2nd année de Roman Blackbirds.
3ème année de @Thalia Gil’Sayan.



« L’Albatros, souvent métaphore du Poète. Non, ce n’est pas ça, c’est Moi la métaphore de l’Albatros. »



Il paraît que ce lieu renferme une poésie. Il ne fait que paraître. C’est que le poète l’a bien caché. Car j’ai beau cherché, je ne trouve pas. Je fouille, progresse à tâtons. Je mets mes yeux à l’épreuve, tel des rayons X cherchant quelques colis suspects, mais je ne vois que mon ombre. Toujours rien, mon nez ne respire que mon odeur. Je fais réchauffer mes mains entre elles, le frottement va presque me brûler la peau, mais il fait tout de même froid ici. Mon souffle est le seul bruit qui parvient à mes oreilles, je suis trop solitaire. Mais que faire, une bile se forme et rejoint ma langue. Je crains une seconde de vomir, mais l’incident est passé, j’ai passé.

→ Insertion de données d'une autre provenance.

//! # Canvas Viewer
//!
//! Browse an IMS Common Cartridge course export (the `.imscc` archive Canvas
//! produces) as a website, or flatten a directory of exports into plain HTML.
//!
//! # Architecture: One Snapshot, Two Surfaces
//!
//! ```text
//! imsmanifest.xml ─┐
//! course_settings/ ├─→ CanvasExport ─→ queries ─┬─→ server  (axum, live)
//! files_meta.xml  ─┘   (parsed once)            └─→ export  (static HTML)
//! ```
//!
//! [`manifest::CanvasExport::open`] reads the manifest and both settings
//! sidecars once. Everything after that is a pure query over the snapshot:
//! listings, categories, modules, tool and link detection. The two surfaces
//! differ only in how they spell links, which is why the page rewriter takes
//! a [`rewrite::Routes`] implementation instead of hard-coding URLs.
//!
//! # Module Map
//!
//! | Module | Role |
//! |--------|------|
//! | [`manifest`] | Manifest parser: resources, organization tree, course title |
//! | [`metadata`] | `course_settings.xml` snapshot and `files_meta.xml` sidecar |
//! | [`query`] | Pages, files, syllabus, assignments, categories, modules, href lookup |
//! | [`tools`] | External tool (LTI vendor) detection |
//! | [`links`] | External link scanner and internal-domain rules |
//! | [`paths`] | Posix path helpers for export-relative hrefs |
//! | [`rewrite`] | HTML link rewriter, parameterized by output convention |
//! | [`format`] | Display formatting for dates, sizes and settings values |
//! | [`render`] | Maud templates shared by the viewer and the static export |
//! | [`server`] | Interactive viewer: routes, file lookup, port probing |
//! | [`export`] | Static site builder: archive unpacking, per-course output |
//! | [`config`] | `canvas-viewer.toml` loading, validation, overrides |
//! | [`output`] | CLI report formatting |
//!
//! # Design Decisions
//!
//! ## Heuristics Over Schemas
//!
//! Canvas exports are inconsistent across versions. Classification works on
//! substrings of hrefs and type strings rather than on the cartridge schema,
//! and optional inputs that fail to parse degrade to empty data with a logged
//! warning. Only a missing or malformed `imsmanifest.xml` is an error.
//!
//! ## Rewrite At Serve Time
//!
//! The viewer never writes to the export. Pages are parsed with `html5ever`,
//! stripped of Canvas styling, relinked and serialized on every request, so
//! the export directory can be read-only.

pub mod config;
pub mod export;
pub mod format;
pub mod links;
pub mod manifest;
pub mod metadata;
pub mod output;
pub mod paths;
pub mod query;
pub mod render;
pub mod rewrite;
pub mod server;
pub mod tools;

#[cfg(test)]
pub(crate) mod test_helpers;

Souvent, pour s’amuser, les hommes d’équipage
Prennent des albatros, vastes oiseaux des mers,
Qui suivent, indolents compagnons de voyage,
Le navire glissant sur les gouffres amers.



Soudain, je sens quelque chose, une présence. Étrange non ? La présence a-t-elle ressentit ma présence à moi ? Je ne sais pas. Mais je rêve encore. Embarqué de ce monde étrange qu’est la réalité.

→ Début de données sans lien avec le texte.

//! Derived views over a parsed export: pages, files, modules and categories.
//!
//! Every method here is a pure function of the resource snapshot held by
//! [`CanvasExport`] (plus, for [`CanvasExport::files`], file modification
//! times). Nothing is cached between calls.
//!
//! ## Category heuristics
//!
//! [`CanvasExport::categorize`] tests each resource against substring rules
//! on its lowercased href and type, in this fixed order; the first match wins:
//!
//! | Bucket | Rule |
//! |--------|------|
//! | announcements | `announcement` or `news` |
//! | modules | `module` (also checked in the file list) |
//! | quizzes | `quiz` |
//! | discussions | `discussion` or `forum` |
//! | files | href starts with `web_resources` or `course_settings` |
//!
//! Independently of that, `people`, `roster` or `profile` in the href also
//! puts the resource in the people bucket.

use crate::manifest::{CanvasExport, OrganizationItem, Resource};
use crate::paths;
use chrono::{DateTime, Local};
use serde::Serialize;
use std::fs;
use std::path::PathBuf;

pub const SYLLABUS_FALLBACK: &str = "course_settings/syllabus.html";

/// A resource listed as a page.
#[derive(Debug, Clone, PartialEq, Eq, Serialize)]
pub struct PageEntry {
    pub id: String,
    pub href: String,
    pub title: String,
}

/// Where a file's date came from.
#[derive(Debug, Clone, Copy, PartialEq, Eq, Serialize)]
#[serde(rename_all = "lowercase")]
pub enum DateSource {
    /// `unlock_at` from `files_meta.xml`.
    Meta,
    /// Filesystem modification time.
    File,
}

#[derive(Debug, Clone, PartialEq, Eq, Serialize)]
pub struct FileEntry {
    pub id: String,
    pub href: String,
    pub title: String,
    pub date: Option<String>,
    pub date_source: Option<DateSource>,
}

/// A module derived from the organization tree.
#[derive(Debug, Clone, PartialEq, Eq, Serialize)]
pub struct Module {
    pub title: String,
    pub items: Vec<ModuleItem>,
}

#[derive(Debug, Clone, PartialEq, Eq, Serialize)]
pub struct ModuleItem {
    pub title: Option<String>,
    /// Href of the referenced resource; `None` when the reference is dangling.
    pub href: Option<String>,
}

/// Resources grouped by [`CanvasExport::categorize`].
#[derive(Debug, Default, Serialize)]
pub struct Categories<'a> {
    pub announcements: Vec<&'a Resource>,
    pub modules: Vec<&'a Resource>,
    pub quizzes: Vec<&'a Resource>,
    pub discussions: Vec<&'a Resource>,
    pub people: Vec<&'a Resource>,
    pub files: Vec<&'a Resource>,
}

/// The exclusive buckets, in match order.
#[derive(Debug, Clone, Copy, PartialEq, Eq)]
pub enum Category {
    Announcements,
    Modules,
    Quizzes,
    Discussions,
    Files,
}

/// First exclusive bucket a resource falls into, if any.
pub fn primary_category(resource: &Resource) -> Option<Category> {
    let href = resource.href.to_lowercase();
    let hay = format!("{} {}", href, resource.kind.to_lowercase());
    let files = resource.files.join("/").to_lowercase();

    if hay.contains("announcement") || hay.contains("news") {
        Some(Category::Announcements)
    } else if hay.contains("module") || files.contains("module") {
        Some(Category::Modules)
    } else if hay.contains("quiz") {
        Some(Category::Quizzes)
    } else if hay.contains("discussion") || hay.contains("forum") {
        Some(Category::Discussions)
    } else if href.starts_with("web_resources") || href.starts_with("course_settings") {
        Some(Category::Files)
    } else {
        None
    }
}

/// The overlay check, independent of [`primary_category`].
pub fn is_people(resource: &Resource) -> bool {
    let href = resource.href.to_lowercase();
    href.contains("people") || href.contains("roster") || href.contains("profile")
}

fn page_entry(resource: &Resource) -> PageEntry {
    PageEntry {
        id: resource.identifier.clone(),
        href: resource.href.clone(),
        title: paths::basename(&resource.href).to_string(),
    }
}

impl CanvasExport {
    /// Resources that look like pages: `.html` hrefs, anything under
    /// `wiki_content`, and anything mentioning `web_resources`. Manifest order.
    pub fn list_pages(&self) -> Vec<PageEntry> {
        self.resources()
            .iter()
            .filter(|r| {
                let h = &r.href;
                !h.is_empty()
                    && (h.ends_with(".html")
                        || h.starts_with("wiki_content")
                        || h.contains("web_resources"))
            })
            .map(page_entry)
            .collect()
    }

    /// HTML resources under `prefix`, sorted by href.
    pub fn pages_by_folder(&self, prefix: &str) -> Vec<PageEntry> {
        let mut pages: Vec<PageEntry> = self
            .resources()
            .iter()
            .filter(|r| {
                !r.href.is_empty()
                    && r.href.starts_with(prefix)
                    && r.href.to_lowercase().ends_with(".html")
            })
            .map(page_entry)
            .collect();
        pages.sort_by(|a, b| a.href.cmp(&b.href));
        pages
    }

    /// Uploaded files (`web_resources/...`), sorted by href.
    ///
    /// Title: sidecar display name, else basename. Date: sidecar `unlock_at`,
    /// else the file's mtime as local `YYYY-MM-DD`, else none.
    pub fn files(&self) -> Vec<FileEntry> {
        let mut files: Vec<FileEntry> = self
            .resources()
            .iter()
            .filter(|r| r.href.starts_with("web_resources"))
            .map(|r| {
                let meta = self.file_meta(&r.identifier);
                let title = meta
                    .and_then(|m| m.display_name.clone())
                    .unwrap_or_else(|| paths::basename(&r.href).to_string());

                let (date, date_source) = match meta.and_then(|m| m.unlock_at.clone()) {
                    Some(unlock) => (Some(unlock), Some(DateSource::Meta)),
                    None => match self.resolve_path(&r.href).and_then(|p| modified_date(&p)) {
                        Some(d) => (Some(d), Some(DateSource::File)),
                        None => (None, None),
                    },
                };

                FileEntry {
                    id: r.identifier.clone(),
                    href: r.href.clone(),
                    title,
                    date,
                    date_source,
                }
            })
            .collect();
        files.sort_by(|a, b| a.href.cmp(&b.href));
        files
    }

    /// First resource whose href mentions `syllabus`, else the well-known
    /// `course_settings/syllabus.html` if it exists on disk.
    pub fn syllabus(&self) -> Option<Resource> {
        if let Some(r) = self.resources().iter().find(|r| r.href.contains("syllabus")) {
            return Some(r.clone());
        }
        self.root().join(SYLLABUS_FALLBACK).is_file().then(|| Resource {
            identifier: "syllabus".to_string(),
            href: SYLLABUS_FALLBACK.to_string(),
            kind: String::new(),
            files: vec![SYLLABUS_FALLBACK.to_string()],
        })
    }

    /// Resources whose href or files mention `homework`, `midterm` or `final`.
    pub fn assignments(&self) -> Vec<PageEntry> {
        const MARKERS: &[&str] = &["homework", "midterm", "final"];
        let mentions = |s: &str| {
            let s = s.to_lowercase();
            MARKERS.iter().any(|m| s.contains(m))
        };
        let mut assigns: Vec<PageEntry> = self
            .resources()
            .iter()
            .filter(|r| mentions(&r.href) || r.files.iter().any(|f| mentions(f)))
            .map(page_entry)
            .collect();
        assigns.sort_by(|a, b| a.href.cmp(&b.href));
        assigns
    }

    /// Group resources by the heuristics in the module docs.
    pub fn categorize(&self) -> Categories<'_> {
        let mut cats = Categories::default();
        for r in self.resources() {
            match primary_category(r) {
                Some(Category::Announcements) => cats.announcements.push(r),
                Some(Category::Modules) => cats.modules.push(r),
                Some(Category::Quizzes) => cats.quizzes.push(r),
                Some(Category::Discussions) => cats.discussions.push(r),
                Some(Category::Files) => cats.files.push(r),
                None => {}
            }
            if is_people(r) {
                cats.people.push(r);
            }
        }
        cats
    }

    /// Modules from the organization tree.
    ///
    /// An item is a module when at least one immediate child references a
    /// resource; otherwise its children are searched the same way.
    pub fn modules(&self) -> Vec<Module> {
        let mut modules = Vec::new();
        for top in self.organizations() {
            self.collect_modules(top, &mut modules);
        }
        modules
    }

    fn collect_modules(&self, item: &OrganizationItem, out: &mut Vec<Module>) {
        if !item.children.iter().any(|c| c.identifierref.is_some()) {
            for child in &item.children {
                self.collect_modules(child, out);
            }
            return;
        }

        let items = item
            .children
            .iter()
            .map(|child| {
                let href = child
                    .identifierref
                    .as_deref()
                    .and_then(|id| self.resource(id))
                    .map(|r| r.href.clone())
                    .filter(|h| !h.is_empty());
                let title = child
                    .title
                    .clone()
                    .or_else(|| href.as_deref().map(|h| paths::basename(h).to_string()));
                ModuleItem { title, href }
            })
            .collect();

        out.push(Module {
            title: item.title.clone().unwrap_or_else(|| "Module".to_string()),
            items,
        });
    }

    /// Resource whose href, or one of whose files, equals `href` exactly.
    pub fn href_to_resource(&self, href: &str) -> Option<&Resource> {
        self.resources()
            .iter()
            .find(|r| r.href == href || r.files.iter().any(|f| f == href))
    }

    /// Filesystem path for an export-relative href. Tries the href as given,
    /// then trimmed of stray whitespace. `None` if neither exists or the
    /// href escapes the export root.
    pub fn resolve_path(&self, href: &str) -> Option<PathBuf> {
        if href.is_empty() {
            return None;
        }
        [href, href.trim()]
            .into_iter()
            .filter_map(|h| paths::safe_join(self.root(), h))
            .find(|p| p.exists())
    }
}

fn modified_date(path: &std::path::Path) -> Option<String> {
    let modified = fs::metadata(path).and_then(|m| m.modified()).ok()?;
    let local: DateTime<Local> = modified.into();
    Some(local.format("%Y-%m-%d").to_string())
}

A peine les ont-ils déposés sur les planches,
Que ces rois de l’azur, maladroits et honteux,
Laissent piteusement leurs grandes ailes blanches
Comme des avirons traîner à côté d’eux.



Comme un chat, je veux jouer avec cette présence qui s’approche. Je veux me tapir dans l’ombre et pouvoir sauter d’un bond félin pour aller attraper cet inconnu. Mais la métaphore ne reste qu’une phrase, une pensée informulée, je ne bouge pas, statique. C’est comme si ce monde m’empêchait de m’exprimer. Comme si j’étais trop grand ou trop petit pour lui, trop différent de lui. Mais ces différences font partie de moi, je ne peux pas m’en détacher.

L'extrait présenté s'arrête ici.